|All that Glitters is not Gold - Balancing Conservation and Development in Venezuela's Frontier Forests (WRI, 1998, 60 pages)|
Mining and logging have an important role to play in Venezuela's economic recovery. However, to ensure a long-term sustainable future for the people of the Guayana region, policy-makers should consider implementing the following measures:
1. Capture revenue from forest resources and ensure that benefits contribute to long-term forest conservation.
Additional revenue could be captured from activities already occurring in the Guayana region if changes in policy were considered, such as:
· Eliminating subsidies on logging, and establishing an open bidding process for future mining and logging concessions, as well as concession contracts for park services.
· New options for financing forest conservation initiatives to protect critical forest ecosystems under the Clean Development Mechanism of the Kyoto Climate Protocol.
· Ensure that entrance fees for national parks, and water and electricity charges reflect the cost of managing watersheds.
2. Minimize the environmental and social impacts from mining and logging.
Before increasing the pace of mining and logging in the Guayana region, priority should be given to decreasing environmental and social impacts from extractive activities, through the following actions:
· Enforcing current environmental regulations before expanding extractive activities.
· Enacting a moratorium on new mining and logging contracts until there is a clear policy on environmentally responsible mining, reclamation standards have been developed for mining, and forest policies have been updated.
· Conducting baseline studies to gather information on the forest ecosystems of the region, so that possible environmental impacts can be monitored and measured against a scientific yardstick.
· Developing an "early warning" monitoring system to minimize environmental and social impacts while increasing the capacity of government to provide more effective oversight of extractive activities in forests.
· Requiring that companies post performance bonds that adequately reflect potential environmental and social costs.
3. Consider new arrangements for forest resource use based on public participation.
Part of ensuring a sustainable future for the Guayana region would include more active public participation and longer-term planning for natural resource conservation and use.
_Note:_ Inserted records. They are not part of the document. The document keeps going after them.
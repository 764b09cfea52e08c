//! Command-line shell: fetch an article (or read a saved page), analyze it and
//! print title, summary, label and the detailed scores.

use anyhow::{Context, Result};
use clap::Parser;
use std::path::PathBuf;

use article_insight::devlog::init_cli_tracing;
use article_insight::{
    AnalysisResult, Analyzer, HttpFetcher, InsightConfig, PageFetcher, RawDocument,
};

#[derive(Parser, Debug)]
#[command(name = "insight", version, about = "Summarize a web article and score its sentiment")]
struct Cli {
    /// Article URL (also recorded as the source when --file is given)
    #[arg(required_unless_present = "file")]
    url: Option<String>,

    /// Analyze a saved HTML file instead of fetching
    #[arg(long, short = 'f')]
    file: Option<PathBuf>,

    /// Summary length in sentences (defaults to the configured count)
    #[arg(long = "sentences", short = 'n')]
    sentences: Option<usize>,

    /// Print the result as JSON
    #[arg(long)]
    json: bool,
}

fn render(result: &AnalysisResult) -> String {
    let s = &result.sentiment_scores;
    format!(
        "Title: {}\n\nSummary:\n{}\n\nSentiment: {}\n\nDetailed Sentiment Scores:\n  \
         neg: {:.4}\n  neu: {:.4}\n  pos: {:.4}\n  compound: {:.4}",
        result.title,
        result.summary.text,
        result.sentiment_label,
        s.neg,
        s.neu,
        s.pos,
        s.compound
    )
}

#[tokio::main]
async fn main() -> Result<()> {
    let _ = dotenvy::dotenv();
    init_cli_tracing("article_insight=info,warn");

    let cli = Cli::parse();
    let cfg = InsightConfig::from_toml().context("loading configuration")?;
    let analyzer = Analyzer::new(&cfg);

    let doc = match (&cli.file, &cli.url) {
        (Some(path), url) => {
            let html = std::fs::read_to_string(path)
                .with_context(|| format!("reading {}", path.display()))?;
            let source = url.clone().unwrap_or_else(|| path.display().to_string());
            RawDocument::new(source, html)
        }
        (None, Some(url)) => {
            let fetcher = HttpFetcher::new(&cfg.fetch).context("building http client")?;
            fetcher
                .fetch(url)
                .await
                .with_context(|| format!("fetching {url}"))?
        }
        (None, None) => anyhow::bail!("either a URL or --file is required"),
    };

    let n = cli
        .sentences
        .unwrap_or_else(|| analyzer.default_sentence_count());
    let result = analyzer
        .analyze_document(&doc, n)
        .context("analyzing article")?;

    if cli.json {
        println!("{}", serde_json::to_string_pretty(&result)?);
    } else {
        println!("{}", render(&result));
    }
    Ok(())
}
Specifically:
· A regional land-use plan based on managing the region at a landscape scale, including participation of local communities, local governments, ministry officials, non-governmental organizations, and universities.
· Demarcation of indigenous territories in consultation with indigenous communities, and consideration of new collaborative arrangements between parks personnel, other government agencies, and indigenous communities.
· Public disclosure and discussion of government plans, such as the environmental impact assessment of the Guri transmission line, or forest management plans.